Montagnes

PASSIONS & IDÉOLOGIES

- Ulysse Lefebvre

L’alpinisme est souvent considéré comme une pratique à part, une exploratio­n personnell­e d’un environnem­ent singulier. « Tout sauf un sport ! » , scande-t-on dans les milieux autorisés. Cette volonté d’explorer les montagnes se situerait, outre son altitude, bien audessus du vil monde d’en bas, loin des contingenc­es du quotidien. Mais alors, comment cette activité pourrait-elle déclencher autant de passions positives (plaisir immédiat, goût de l’effort, dépassemen­t de soi, esprit de cordée) et s’affranchir en même temps d’autres plus obscures (esprit de compétitio­n, ego mal placé, mensonge) ?

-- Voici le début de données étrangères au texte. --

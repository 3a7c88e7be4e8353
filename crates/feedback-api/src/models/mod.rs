//! Data models for the feedback API.
//!
//! Wire names are camelCase (`targetId`, `feedbackId`, `nextToken`, ...) to
//! match the public API contract. Optional fields are omitted entirely when
//! unset rather than serialized as null, keeping the stored item shape
//! minimal and schema-evolution-friendly.

use chrono::{DateTime, Utc};
use serde::{Deserialize, Serialize};
use serde_json::Value;

/// A stored feedback item.
///
/// Partition key `targetId`, sort key `feedbackId`. The sort key embeds an
/// RFC3339 millisecond timestamp so lexicographic order equals creation
/// order within a partition.
#[derive(Debug, Clone, Serialize, Deserialize)]
#[serde(rename_all = "camelCase")]
pub struct FeedbackItem {
    pub target_id: String,
    pub feedback_id: String,
    #[serde(skip_serializing_if = "Option::is_none")]
    pub user_id: Option<String>,
    #[serde(rename = "type")]
    pub feedback_type: String,
    pub message: String,
    #[serde(skip_serializing_if = "Option::is_none")]
    pub rating: Option<u8>,
    #[serde(skip_serializing_if = "Option::is_none")]
    pub metadata: Option<Value>,
    #[serde(default)]
    pub processed: bool,
    #[serde(skip_serializing_if = "Option::is_none")]
    pub processed_at: Option<DateTime<Utc>>,
    #[serde(skip_serializing_if = "Option::is_none")]
    pub evolution_report_id: Option<String>,
    pub created_at: DateTime<Utc>,
}

/// Input for creating a feedback item.
#[derive(Debug, Clone, Deserialize)]
#[serde(rename_all = "camelCase")]
pub struct CreateFeedbackInput {
    #[serde(default)]
    pub user_id: Option<String>,
    #[serde(rename = "type", default)]
    pub feedback_type: Option<String>,
    #[serde(default)]
    pub message: Option<String>,
    #[serde(default)]
    pub rating: Option<u8>,
    #[serde(default)]
    pub metadata: Option<Value>,
}

/// Options for listing feedback.
#[derive(Debug, Clone, Default)]
pub struct ListFeedbackOptions {
    pub processed: Option<bool>,
    pub limit: Option<u32>,
    pub next_token: Option<String>,
}

/// One page of feedback items.
#[derive(Debug, Clone, Serialize, Deserialize)]
#[serde(rename_all = "camelCase")]
pub struct FeedbackListResult {
    pub items: Vec<FeedbackItem>,
    #[serde(skip_serializing_if = "Option::is_none")]
    pub next_token: Option<String>,
    pub has_more: bool,
}

/// Report lifecycle status.
///
/// Transitions are strictly forward: `pending` -> `in_progress` ->
/// `completed` | `failed`. A report is immutable once terminal.
#[derive(Debug, Clone, Copy, PartialEq, Eq, Serialize, Deserialize)]
#[serde(rename_all = "snake_case")]
pub enum ReportStatus {
    Pending,
    InProgress,
    Completed,
    Failed,
}

impl ReportStatus {
    /// Whether no further transition is permitted from this status.
    pub fn is_terminal(self) -> bool {
        matches!(self, ReportStatus::Completed | ReportStatus::Failed)
    }

    /// Validate a status transition.
    ///
    /// A transition is legal iff the current status is non-terminal and the
    /// new status is strictly further along the lifecycle. Skipping
    /// `in_progress` is allowed (a run may fail before starting work);
    /// repeating or reversing a status is not.
    pub fn can_transition_to(self, next: ReportStatus) -> bool {
        !self.is_terminal() && next.rank() > self.rank()
    }

    fn rank(self) -> u8 {
        match self {
            ReportStatus::Pending => 0,
            ReportStatus::InProgress => 1,
            ReportStatus::Completed | ReportStatus::Failed => 2,
        }
    }

    pub fn as_str(self) -> &'static str {
        match self {
            ReportStatus::Pending => "pending",
            ReportStatus::InProgress => "in_progress",
            ReportStatus::Completed => "completed",
            ReportStatus::Failed => "failed",
        }
    }
}

/// What initiated an analysis run.
#[derive(Debug, Clone, Copy, PartialEq, Eq, Serialize, Deserialize)]
#[serde(rename_all = "snake_case")]
pub enum TriggerType {
    Scheduled,
    Manual,
    Threshold,
}

/// A stored evolution report.
///
/// Partition key `targetId`, sort key `reportId`, same ordering invariant
/// as feedback items.
#[derive(Debug, Clone, Serialize, Deserialize)]
#[serde(rename_all = "camelCase")]
pub struct ReportItem {
    pub target_id: String,
    pub report_id: String,
    pub trigger_type: TriggerType,
    #[serde(skip_serializing_if = "Option::is_none")]
    pub collected_data: Option<Value>,
    #[serde(skip_serializing_if = "Option::is_none")]
    pub analysis: Option<Value>,
    #[serde(skip_serializing_if = "Option::is_none")]
    pub actions: Option<Value>,
    pub status: ReportStatus,
    #[serde(skip_serializing_if = "Option::is_none")]
    pub duration_ms: Option<u64>,
    pub created_at: DateTime<Utc>,
    #[serde(skip_serializing_if = "Option::is_none")]
    pub completed_at: Option<DateTime<Utc>>,
}

/// Input for creating a report.
#[derive(Debug, Clone, Deserialize)]
#[serde(rename_all = "camelCase")]
pub struct CreateReportInput {
    pub trigger_type: TriggerType,
    #[serde(default)]
    pub collected_data: Option<Value>,
    #[serde(default)]
    pub analysis: Option<Value>,
    #[serde(default)]
    pub actions: Option<Value>,
    #[serde(default)]
    pub status: Option<ReportStatus>,
}

/// Options for listing reports.
#[derive(Debug, Clone, Default)]
pub struct ListReportsOptions {
    pub limit: Option<u32>,
    pub next_token: Option<String>,
}

/// One page of reports.
#[derive(Debug, Clone, Serialize, Deserialize)]
#[serde(rename_all = "camelCase")]
pub struct ReportListResult {
    pub items: Vec<ReportItem>,
    #[serde(skip_serializing_if = "Option::is_none")]
    pub next_token: Option<String>,
    pub has_more: bool,
}

/// Response for the public `/ping` endpoint.
#[derive(Debug, Clone, Serialize, Deserialize)]
pub struct PingResponse {
    pub status: String,
    pub timestamp: DateTime<Utc>,
    pub service: String,
}
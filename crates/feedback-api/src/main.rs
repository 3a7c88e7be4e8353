//! Feedback API
//!
//! Entry point for the feedback collection and evolution report service.
//! Accepts API-key-authenticated feedback writes and JWT-authenticated
//! reads backed by PostgreSQL.

use feedback_api::auth::{AuthGateway, JwksClient, JwtVerifier};
use feedback_api::config::Config;
use feedback_api::routes::{self, AppState};
use feedback_api::services::{FeedbackService, ReportService};
use feedback_api::store::PgPartitionedStore;
use std::net::SocketAddr;
use std::sync::Arc;
use std::time::Duration;
use tokio::signal;
use tracing::{error, info};
use tracing_subscriber::{layer::SubscriberExt, util::SubscriberInitExt};

#[tokio::main]
async fn main() -> Result<(), Box<dyn std::error::Error>> {
    // Initialize tracing
    tracing_subscriber::registry()
        .with(
            tracing_subscriber::EnvFilter::try_from_default_env()
                .unwrap_or_else(|_| "feedback_api=debug,tower_http=debug".into()),
        )
        .with(tracing_subscriber::fmt::layer())
        .init();

    info!("Starting Feedback API");

    // Load configuration
    let config = Config::from_env().map_err(|e| {
        error!("Failed to load configuration: {}", e);
        e
    })?;

    info!(
        bind_address = %config.bind_address,
        jwks_url = %config.jwks_url,
        jwt_clock_skew_seconds = config.jwt_clock_skew_seconds,
        api_key_count = config.api_keys.len(),
        "Configuration loaded successfully"
    );

    // Initialize database connection pool
    info!("Connecting to database...");
    let pool = sqlx::postgres::PgPoolOptions::new()
        .max_connections(20)
        .min_connections(2)
        .acquire_timeout(Duration::from_secs(5))
        .idle_timeout(Duration::from_secs(600))
        .max_lifetime(Duration::from_secs(1800))
        .connect(&config.database_url)
        .await
        .map_err(|e| {
            error!("Failed to connect to database: {}", e);
            e
        })?;

    sqlx::migrate!("../../migrations").run(&pool).await?;
    info!("Database connection established");

    // One partitioned store per collection
    let feedback_store = Arc::new(PgPartitionedStore::new(pool.clone(), &config.feedback_table)?);
    let reports_store = Arc::new(PgPartitionedStore::new(pool, &config.reports_table)?);

    // Warm the JWKS cache so the first authenticated request does not pay
    // for the fetch; failures here are logged and retried on demand.
    let jwks_client = Arc::new(JwksClient::new(config.jwks_url.clone()));
    jwks_client.hydrate().await;

    let verifier = Arc::new(JwtVerifier::new(
        jwks_client,
        config.jwt_issuer.clone(),
        config.jwt_audience.clone(),
        config.jwt_clock_skew_seconds,
    ));
    let gateway = AuthGateway::new(config.api_keys.clone(), verifier);

    let bind_address = config.bind_address.clone();

    // Create application state
    let state = Arc::new(AppState {
        feedback: FeedbackService::new(feedback_store),
        reports: ReportService::new(reports_store),
        gateway,
        config,
    });

    // Build application routes
    let app = routes::build_routes(state);

    let addr: SocketAddr = bind_address.parse().map_err(|e| {
        error!("Invalid bind address: {}", e);
        e
    })?;

    info!("Feedback API listening on {}", addr);

    // Start server with graceful shutdown support
    let listener = tokio::net::TcpListener::bind(addr).await?;
    axum::serve(listener, app)
        .with_graceful_shutdown(shutdown_signal())
        .await?;

    info!("Feedback API shutdown complete");

    Ok(())
}

/// Listens for shutdown signals (SIGTERM, SIGINT).
async fn shutdown_signal() {
    let ctrl_c = async {
        match signal::ctrl_c().await {
            Ok(()) => info!("Received SIGINT, starting graceful shutdown..."),
            Err(e) => error!("Failed to listen for SIGINT: {}", e),
        }
    };

    #[cfg(unix)]
    let terminate = async {
        match signal::unix::signal(signal::unix::SignalKind::terminate()) {
            Ok(mut stream) => {
                stream.recv().await;
                info!("Received SIGTERM, starting graceful shutdown...");
            }
            Err(e) => {
                error!("Failed to listen for SIGTERM: {}", e);
                std::future::pending::<()>().await;
            }
        }
    };

    #[cfg(not(unix))]
    let terminate = std::future::pending::<()>();

    tokio::select! {
        _ = ctrl_c => {}
        _ = terminate => {}
    }
}
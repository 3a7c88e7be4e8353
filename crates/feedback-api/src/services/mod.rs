//! Domain services over the partitioned store.
//!
//! Services own id allocation and the mapping between typed models and the
//! store's attribute maps. Stored attributes are the full serialized model
//! (key fields included), so an item read back deserializes directly.

pub mod feedback;
pub mod reports;

pub use feedback::FeedbackService;
pub use reports::ReportService;

use crate::errors::ApiError;
use crate::store::Attributes;
use chrono::{DateTime, SecondsFormat, Utc};
use serde::de::DeserializeOwned;
use serde::Serialize;
use serde_json::Value;
use uuid::Uuid;

/// Build a sort key of the form `<PREFIX>#<rfc3339-millis>#<rand>`.
///
/// The embedded timestamp makes lexicographic order equal creation order;
/// the random suffix disambiguates same-millisecond writes.
fn sort_key(prefix: &str, created_at: DateTime<Utc>) -> String {
    let suffix = Uuid::new_v4().simple().to_string();
    let short = suffix.get(..8).unwrap_or("00000000");
    format!(
        "{}#{}#{}",
        prefix,
        created_at.to_rfc3339_opts(SecondsFormat::Millis, true),
        short
    )
}

fn to_attributes<T: Serialize>(model: &T) -> Result<Attributes, ApiError> {
    match serde_json::to_value(model) {
        Ok(Value::Object(map)) => Ok(map),
        Ok(_) | Err(_) => Err(ApiError::internal()),
    }
}

fn from_attributes<T: DeserializeOwned>(attributes: Attributes) -> Result<T, ApiError> {
    serde_json::from_value(Value::Object(attributes))
        .map_err(|e| ApiError::database(format!("stored item failed to deserialize: {}", e)))
}
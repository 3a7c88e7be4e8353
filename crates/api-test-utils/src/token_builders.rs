//! Ed25519 token fixtures for JWT authentication tests.
//!
//! Keypairs are derived from a deterministic seed so tests are reproducible;
//! the public half is exposed as a JWK suitable for a mocked JWKS endpoint.

use base64::{engine::general_purpose::URL_SAFE_NO_PAD, Engine};
use chrono::Utc;
use jsonwebtoken::{encode, Algorithm, EncodingKey, Header};
use ring::signature::{Ed25519KeyPair, KeyPair};
use serde::{Deserialize, Serialize};

/// JWT claims for test tokens.
#[derive(Debug, Clone, Serialize, Deserialize)]
pub struct TestClaims {
    pub sub: String,
    pub exp: i64,
    pub iat: i64,
    #[serde(skip_serializing_if = "Option::is_none")]
    pub iss: Option<String>,
    #[serde(skip_serializing_if = "Option::is_none")]
    pub scope: Option<String>,
}

impl TestClaims {
    /// Claims for a token valid for the next hour.
    pub fn valid(sub: &str) -> Self {
        let now = Utc::now().timestamp();
        Self {
            sub: sub.to_string(),
            exp: now + 3600,
            iat: now,
            iss: None,
            scope: Some("read".to_string()),
        }
    }

    /// Claims for a token that expired an hour ago.
    pub fn expired(sub: &str) -> Self {
        let now = Utc::now().timestamp();
        Self {
            sub: sub.to_string(),
            exp: now - 3600,
            iat: now - 7200,
            iss: None,
            scope: Some("read".to_string()),
        }
    }

    /// Claims with an `iat` an hour in the future (beyond any sane skew).
    pub fn future_iat(sub: &str) -> Self {
        let now = Utc::now().timestamp();
        Self {
            sub: sub.to_string(),
            exp: now + 7200,
            iat: now + 3600,
            iss: None,
            scope: Some("read".to_string()),
        }
    }
}

/// Test keypair for signing tokens.
pub struct TestKeypair {
    pub kid: String,
    public_key_bytes: Vec<u8>,
    private_key_pkcs8: Vec<u8>,
}

impl TestKeypair {
    pub fn new(seed: u8, kid: &str) -> Self {
        // Create deterministic seed
        let mut seed_bytes = [0u8; 32];
        seed_bytes[0] = seed;
        for (i, byte) in seed_bytes.iter_mut().enumerate().skip(1) {
            *byte = seed.wrapping_mul(i as u8).wrapping_add(i as u8);
        }

        let key_pair = Ed25519KeyPair::from_seed_unchecked(&seed_bytes)
            .expect("Failed to create test keypair");

        let public_key_bytes = key_pair.public_key().as_ref().to_vec();
        let private_key_pkcs8 = build_pkcs8_from_seed(&seed_bytes);

        Self {
            kid: kid.to_string(),
            public_key_bytes,
            private_key_pkcs8,
        }
    }

    pub fn sign_token(&self, claims: &TestClaims) -> String {
        let encoding_key = EncodingKey::from_ed_der(&self.private_key_pkcs8);
        let mut header = Header::new(Algorithm::EdDSA);
        header.typ = Some("JWT".to_string());
        header.kid = Some(self.kid.clone());

        encode(&header, claims, &encoding_key).expect("Failed to sign token")
    }

    pub fn jwk_json(&self) -> serde_json::Value {
        serde_json::json!({
            "kty": "OKP",
            "kid": self.kid,
            "crv": "Ed25519",
            "x": URL_SAFE_NO_PAD.encode(&self.public_key_bytes),
            "alg": "EdDSA",
            "use": "sig"
        })
    }

    /// A complete JWKS body containing only this key.
    pub fn jwks_body(&self) -> serde_json::Value {
        serde_json::json!({ "keys": [self.jwk_json()] })
    }
}

/// Build PKCS#8 v1 document from Ed25519 seed.
fn build_pkcs8_from_seed(seed: &[u8; 32]) -> Vec<u8> {
    let mut pkcs8 = Vec::new();

    // Outer SEQUENCE tag
    pkcs8.push(0x30);
    pkcs8.push(0x2e); // Length: 46 bytes

    // Version: INTEGER 0
    pkcs8.extend_from_slice(&[0x02, 0x01, 0x00]);

    // Algorithm Identifier: SEQUENCE
    pkcs8.push(0x30);
    pkcs8.push(0x05); // Length: 5 bytes
                      // OID for Ed25519: 1.3.101.112
    pkcs8.extend_from_slice(&[0x06, 0x03, 0x2b, 0x65, 0x70]);

    // Private Key: OCTET STRING
    pkcs8.push(0x04);
    pkcs8.push(0x22); // Length: 34 bytes
                      // Inner OCTET STRING with seed
    pkcs8.push(0x04);
    pkcs8.push(0x20); // Length: 32 bytes
    pkcs8.extend_from_slice(seed);

    pkcs8
}
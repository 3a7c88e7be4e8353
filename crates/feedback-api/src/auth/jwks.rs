//! JWKS client: fetches and caches public signing keys from the identity
//! provider's well-known endpoint.
//!
//! Keys are cached process-wide with a TTL so verification does not pay a
//! network round trip per request. A cold or expired cache triggers a
//! single-flight refresh: concurrent verifications wait on one fetch instead
//! of each issuing their own.

use serde::Deserialize;
use std::collections::HashMap;
use std::sync::Arc;
use std::time::{Duration, Instant};
use thiserror::Error;
use tokio::sync::{Mutex, RwLock};
use tracing::instrument;

/// Default cache TTL in seconds (5 minutes).
const DEFAULT_CACHE_TTL_SECONDS: u64 = 300;

/// Infrastructure failure while obtaining the key set.
///
/// Unknown keys and invalid tokens are NOT errors at this layer; this only
/// covers fetch/parse failures talking to the identity provider.
#[derive(Debug, Error)]
pub enum JwksError {
    #[error("JWKS endpoint unavailable: {0}")]
    Unavailable(String),
}

/// JSON Web Key from the JWKS endpoint.
#[derive(Debug, Clone, Deserialize)]
pub struct Jwk {
    /// Key type ("OKP" for Ed25519).
    pub kty: String,

    /// Key ID, used to select the key for verification.
    pub kid: String,

    /// Public key value (base64url encoded).
    #[serde(default)]
    pub x: Option<String>,

    /// Algorithm (expected "EdDSA").
    #[serde(default)]
    pub alg: Option<String>,

    /// Key use (expected "sig").
    #[serde(default, rename = "use")]
    pub key_use: Option<String>,
}

/// JWKS document: `{"keys": [...]}`.
#[derive(Debug, Clone, Deserialize)]
pub struct JwksResponse {
    pub keys: Vec<Jwk>,
}

struct CachedJwks {
    keys: HashMap<String, Jwk>,
    expires_at: Instant,
}

/// Caching JWKS client.
pub struct JwksClient {
    jwks_url: String,
    http_client: reqwest::Client,
    cache: Arc<RwLock<Option<CachedJwks>>>,
    /// Serializes cache refreshes (single-flight).
    refresh_lock: Mutex<()>,
    cache_ttl: Duration,
}

impl JwksClient {
    pub fn new(jwks_url: String) -> Self {
        Self::with_ttl(jwks_url, Duration::from_secs(DEFAULT_CACHE_TTL_SECONDS))
    }

    pub fn with_ttl(jwks_url: String, cache_ttl: Duration) -> Self {
        let http_client = reqwest::Client::builder()
            .timeout(Duration::from_secs(10))
            .build()
            .unwrap_or_else(|e| {
                tracing::warn!(target: "api.auth.jwks", error = %e, "Failed to build HTTP client with custom config, using defaults");
                reqwest::Client::new()
            });

        Self {
            jwks_url,
            http_client,
            cache: Arc::new(RwLock::new(None)),
            refresh_lock: Mutex::new(()),
            cache_ttl,
        }
    }

    /// Pre-warm the key cache at startup.
    ///
    /// Failure is logged but never fatal; the first verification will fetch
    /// on demand instead.
    #[instrument(skip(self))]
    pub async fn hydrate(&self) {
        if let Err(e) = self.refresh_cache().await {
            tracing::warn!(target: "api.auth.jwks", error = %e, "JWKS pre-load failed; will fetch on first verification");
        } else {
            tracing::info!(target: "api.auth.jwks", "JWKS cache pre-loaded");
        }
    }

    /// Look up a JWK by key ID, refreshing the cache if cold or expired.
    ///
    /// Returns `Ok(None)` when the key set does not contain `kid` (an
    /// expected outcome for tokens signed with unknown keys); errors only on
    /// fetch failure.
    #[instrument(skip(self), fields(kid = %kid))]
    pub async fn get_key(&self, kid: &str) -> Result<Option<Jwk>, JwksError> {
        {
            let cache = self.cache.read().await;
            if let Some(cached) = cache.as_ref() {
                if cached.expires_at > Instant::now() {
                    let hit = cached.keys.get(kid).cloned();
                    tracing::debug!(
                        target: "api.auth.jwks",
                        kid = %kid,
                        found = hit.is_some(),
                        "JWKS cache hit"
                    );
                    return Ok(hit);
                }
            }
        }

        self.refresh_cache().await?;

        let cache = self.cache.read().await;
        let found = cache
            .as_ref()
            .and_then(|cached| cached.keys.get(kid).cloned());

        if found.is_none() {
            tracing::warn!(target: "api.auth.jwks", kid = %kid, "Key not found in JWKS after refresh");
        }
        Ok(found)
    }

    /// Refresh the cache from the JWKS endpoint.
    ///
    /// Concurrent callers coalesce on the refresh lock; whoever loses the
    /// race re-checks the cache and skips the duplicate fetch.
    #[instrument(skip(self))]
    async fn refresh_cache(&self) -> Result<(), JwksError> {
        let _guard = self.refresh_lock.lock().await;

        // Another task may have refreshed while we waited for the lock.
        {
            let cache = self.cache.read().await;
            if let Some(cached) = cache.as_ref() {
                if cached.expires_at > Instant::now() {
                    return Ok(());
                }
            }
        }

        tracing::debug!(target: "api.auth.jwks", url = %self.jwks_url, "Fetching JWKS");

        let response = self
            .http_client
            .get(&self.jwks_url)
            .send()
            .await
            .map_err(|e| {
                tracing::error!(target: "api.auth.jwks", error = %e, "Failed to fetch JWKS");
                JwksError::Unavailable(e.to_string())
            })?;

        if !response.status().is_success() {
            tracing::error!(
                target: "api.auth.jwks",
                status = %response.status(),
                "JWKS endpoint returned error"
            );
            return Err(JwksError::Unavailable(format!(
                "JWKS endpoint returned {}",
                response.status()
            )));
        }

        let jwks: JwksResponse = response.json().await.map_err(|e| {
            tracing::error!(target: "api.auth.jwks", error = %e, "Failed to parse JWKS response");
            JwksError::Unavailable(e.to_string())
        })?;

        let keys: HashMap<String, Jwk> = jwks
            .keys
            .into_iter()
            .map(|key| (key.kid.clone(), key))
            .collect();

        tracing::info!(
            target: "api.auth.jwks",
            key_count = keys.len(),
            "JWKS cache refreshed"
        );

        let mut cache = self.cache.write().await;
        *cache = Some(CachedJwks {
            keys,
            expires_at: Instant::now() + self.cache_ttl,
        });

        Ok(())
    }
}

Ouvrons les yeux. De la petite histoire de chacun à la grande Histoire majuscule, le chemin est long mais bien réel. Dès la création des clubs alpins européens, des teintes nationalis­tes plus ou moins marquées sont sous-jacentes, mais il s’agit encore de l’expression de revendicat­ions territoria­les récurrente­s à l’aube du XXe siècle. De la fidélité personnell­e à un idéal patriote jusqu’aux théories nationalis­tes, fascistes et finalement nazies, le chemin est progressif et variable selon les États européens. Toujours est-il que peu à peu, les pouvoirs en place s’approprien­t la conquête des sommets. Cette appropriat­ion politique a un impact certain sur les motivation­s des alpinistes et les moyens mis en oeuvre pour développer la pratique. Dans d’autres registres, on a vu certaines activités sportives se faire instrument­aliser au profit d’intérêts idéologiqu­es (apparition du rugby en tant qu’aiguillon de la morale victorienn­e dans l’Angleterre du XIXe siècle par exemple) ou économique­s (tel que le football et le paternalis­me industriel dans le nord de la France au début du XXe siècle). Le pouvoir politique sait mieux qu’ailleurs utiliser l’alpinisme comme le portevoix d’une certaine conception de l’homme, par le culte de l’effort et l’exaltation de la conquête. En 2014, des scrutins majeurs, des européenne­s aux municipale­s, indiquent une montée en puissance de certaines forces nationalis­tes, antidémocr­atiques, voire ouvertemen­t néonazies. Il est bon de rappeler que jusque dans le blanc des sommets, certains peuvent, bon gré mal gré, troquer la veste de tweed (ou la GoreTex) contre la chemise brune.